O petista foi preso em agosto de 2015, por ordem de Moro. Em maio de 2017, o ex-ministro foi solto por ordem do Supremo Tribunal Federal (STF). Dirceu está morando em Brasília.

Por meio do embargo de declaração, a defesa questiona obscuridades nos votos dos desembargadores da Corte de apelação da Operação Lava Jato.

Nesta quarta-feira, a desembargadora federal Cláudia Cristina Cristofani rejeitou um pedido de adiamento do julgamento, feito pela defesa do petista. Os advogados haviam requerido que o recurso não fosse analisado nesta quinta, ‘alegando a intenção de ofertar memoriais a todos os desembargadores da Seção de julgamento’.

“Além de não apresentar justificativa plausível para o adiamento do julgamento aprazado, tem-se que os embargos de declaração são apresentados em mesa, independentemente de nova intimação, e os memoriais já poderiam ter sido ofertados, de qualquer forma, entre o tempo que medeou a sua interposição e a sessão de julgamento”, justificou a magistrada.

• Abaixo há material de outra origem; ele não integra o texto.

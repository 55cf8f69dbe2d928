//! Cost accounting for voxtask.
//!
//! A per-model pricing table (four non-overlapping rates: input, cache
//! write, cache read, output) and the cost computation the agent loop uses
//! to persist one cost record per invocation.

pub mod pricing;

pub use pricing::{CostBreakdown, ModelPricing, PricingTable};
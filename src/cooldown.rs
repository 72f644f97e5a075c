use crate::types::Gesture;
use std::collections::HashMap;
use std::time::{Duration, Instant};

pub const DEFAULT_COOLDOWN: Duration = Duration::from_millis(800);

/// Intervalos mínimos entre dos disparos del mismo gesto
#[derive(Debug, Clone, PartialEq)]
pub struct CooldownParams {
    pub default_interval: Duration,
    pub intervals: HashMap<Gesture, Duration>,
}

impl CooldownParams {
    pub fn interval_for(&self, gesture: Gesture) -> Duration {
        self.intervals
            .get(&gesture)
            .copied()
            .unwrap_or(self.default_interval)
    }
}

impl Default for CooldownParams {
    fn default() -> Self {
        let intervals = [
            (Gesture::SwipeRight, Duration::from_millis(1000)),
            (Gesture::SwipeLeft, Duration::from_millis(1000)),
            (Gesture::Pinch, Duration::from_millis(800)),
            (Gesture::VolumeUp, Duration::from_millis(300)),
            (Gesture::VolumeDown, Duration::from_millis(300)),
            (Gesture::Fist, Duration::from_millis(1000)),
            (Gesture::OpenPalm, Duration::from_millis(1000)),
        ]
        .into_iter()
        .collect();

        Self {
            default_interval: DEFAULT_COOLDOWN,
            intervals,
        }
    }
}

/// Anti-rebote por gesto, independiente del estado del clasificador.
/// `can_trigger` solo lee; el llamador invoca `trigger` cuando la acción tuvo éxito.
#[derive(Debug, Clone, Default)]
pub struct GestureCooldown {
    params: CooldownParams,
    last_trigger: HashMap<Gesture, Instant>,
}

impl GestureCooldown {
    pub fn new(params: CooldownParams) -> Self {
        Self {
            params,
            last_trigger: HashMap::new(),
        }
    }

    pub fn can_trigger(&self, gesture: Gesture) -> bool {
        self.can_trigger_at(gesture, Instant::now())
    }

    /// Un gesto sin disparos previos siempre puede dispararse
    pub fn can_trigger_at(&self, gesture: Gesture, now: Instant) -> bool {
        match self.last_trigger.get(&gesture) {
            Some(&last) => {
                now.saturating_duration_since(last) >= self.params.interval_for(gesture)
            }
            None => true,
        }
    }

    pub fn trigger(&mut self, gesture: Gesture) {
        self.trigger_at(gesture, Instant::now());
    }

    pub fn trigger_at(&mut self, gesture: Gesture, now: Instant) {
        self.last_trigger.insert(gesture, now);
    }

    /// Borra un gesto concreto o, con `None`, todos
    pub fn reset(&mut self, gesture: Option<Gesture>) {
        match gesture {
            Some(g) => {
                self.last_trigger.remove(&g);
            }
            None => self.last_trigger.clear(),
        }
    }

    /// Tiempo restante hasta que el gesto vuelva a estar disponible
    pub fn remaining_at(&self, gesture: Gesture, now: Instant) -> Duration {
        self.last_trigger
            .get(&gesture)
            .map(|&last| {
                self.params
                    .interval_for(gesture)
                    .saturating_sub(now.saturating_duration_since(last))
            })
            .unwrap_or(Duration::ZERO)
    }

    pub fn params(&self) -> &CooldownParams {
        &self.params
    }
}

#[cfg(test)]
mod tests {
    use super::*;

    #[test]
    fn first_trigger_is_always_allowed() {
        let cooldown = GestureCooldown::default();
        for g in Gesture::ALL {
            assert!(cooldown.can_trigger(g));
        }
    }

    #[test]
    fn blocked_within_interval_allowed_after() {
        let mut cooldown = GestureCooldown::default();
        let t0 = Instant::now();
        cooldown.trigger_at(Gesture::Pinch, t0);

        assert!(!cooldown.can_trigger_at(Gesture::Pinch, t0));
        assert!(!cooldown.can_trigger_at(Gesture::Pinch, t0 + Duration::from_millis(799)));
        assert!(cooldown.can_trigger_at(Gesture::Pinch, t0 + Duration::from_millis(800)));
    }

    #[test]
    fn can_trigger_has_no_side_effect() {
        let mut cooldown = GestureCooldown::default();
        let t0 = Instant::now();
        assert!(cooldown.can_trigger_at(Gesture::Fist, t0));
        assert!(cooldown.can_trigger_at(Gesture::Fist, t0));
        cooldown.trigger_at(Gesture::Fist, t0);
        assert!(!cooldown.can_trigger_at(Gesture::Fist, t0 + Duration::from_millis(10)));
    }

    #[test]
    fn unrelated_labels_are_unaffected() {
        let mut cooldown = GestureCooldown::default();
        let t0 = Instant::now();
        cooldown.trigger_at(Gesture::SwipeRight, t0);
        assert!(cooldown.can_trigger_at(Gesture::SwipeLeft, t0));
        assert!(cooldown.can_trigger_at(Gesture::VolumeUp, t0));
    }

    #[test]
    fn per_gesture_intervals_and_default_fallback() {
        let params = CooldownParams::default();
        assert_eq!(params.interval_for(Gesture::VolumeUp), Duration::from_millis(300));
        assert_eq!(params.interval_for(Gesture::SwipeLeft), Duration::from_secs(1));
        assert_eq!(params.interval_for(Gesture::None), DEFAULT_COOLDOWN);

        let mut cooldown = GestureCooldown::new(params);
        let t0 = Instant::now();
        cooldown.trigger_at(Gesture::VolumeUp, t0);
        assert!(cooldown.can_trigger_at(Gesture::VolumeUp, t0 + Duration::from_millis(300)));
        assert_eq!(
            cooldown.remaining_at(Gesture::VolumeUp, t0 + Duration::from_millis(100)),
            Duration::from_millis(200)
        );
    }

    #[test]
    fn reset_one_or_all() {
        let mut cooldown = GestureCooldown::default();
        let t0 = Instant::now();
        cooldown.trigger_at(Gesture::Pinch, t0);
        cooldown.trigger_at(Gesture::Fist, t0);

        cooldown.reset(Some(Gesture::Pinch));
        assert!(cooldown.can_trigger_at(Gesture::Pinch, t0));
        assert!(!cooldown.can_trigger_at(Gesture::Fist, t0));

        cooldown.reset(None);
        assert!(cooldown.can_trigger_at(Gesture::Fist, t0));
    }
}
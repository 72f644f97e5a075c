use crate::rolling_window::RollingWindow;
use std::time::Instant;

pub const DEFAULT_FPS_WINDOW: usize = 30;

/// Estimación suavizada de FPS. Solo diagnóstico: no afecta a la clasificación.
#[derive(Debug, Clone)]
pub struct FrameRateMonitor {
    samples: RollingWindow<f32>,
    last_time: Option<Instant>,
}

impl FrameRateMonitor {
    /// Sin referencia: el primer frame solo fija el instante inicial
    pub fn new(window: usize) -> Self {
        Self {
            samples: RollingWindow::new(window),
            last_time: None,
        }
    }

    pub fn starting_at(window: usize, start: Instant) -> Self {
        Self {
            samples: RollingWindow::new(window),
            last_time: Some(start),
        }
    }

    pub fn update(&mut self) -> f32 {
        self.update_at(Instant::now())
    }

    /// Registra un frame en `now` y retorna la media de las tasas instantáneas.
    /// Un intervalo nulo se descarta; sin muestras retorna 0.
    pub fn update_at(&mut self, now: Instant) -> f32 {
        let Some(last) = self.last_time.replace(now) else {
            return self.fps();
        };
        let delta = now.saturating_duration_since(last).as_secs_f32();
        if delta > 0.0 {
            self.samples.push(1.0 / delta);
        }
        self.fps()
    }

    pub fn fps(&self) -> f32 {
        self.samples.mean().unwrap_or(0.0)
    }

    pub fn sample_count(&self) -> usize {
        self.samples.len()
    }
}

impl Default for FrameRateMonitor {
    fn default() -> Self {
        Self::new(DEFAULT_FPS_WINDOW)
    }
}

“Afora isso, como bem asseverei por ocasião de idêntico pedido formulado pela defesa nas vésperas da sessão anterior, o julgamento em testilha envolve outros interessados e seus advogados, bem como o agente ministerial, todos já intimados, e será levado a cabo por 7 desembargadores, integrantes da 4a Seção desta Corte, em sessão que ocorre com maior espaçamento de tempo.”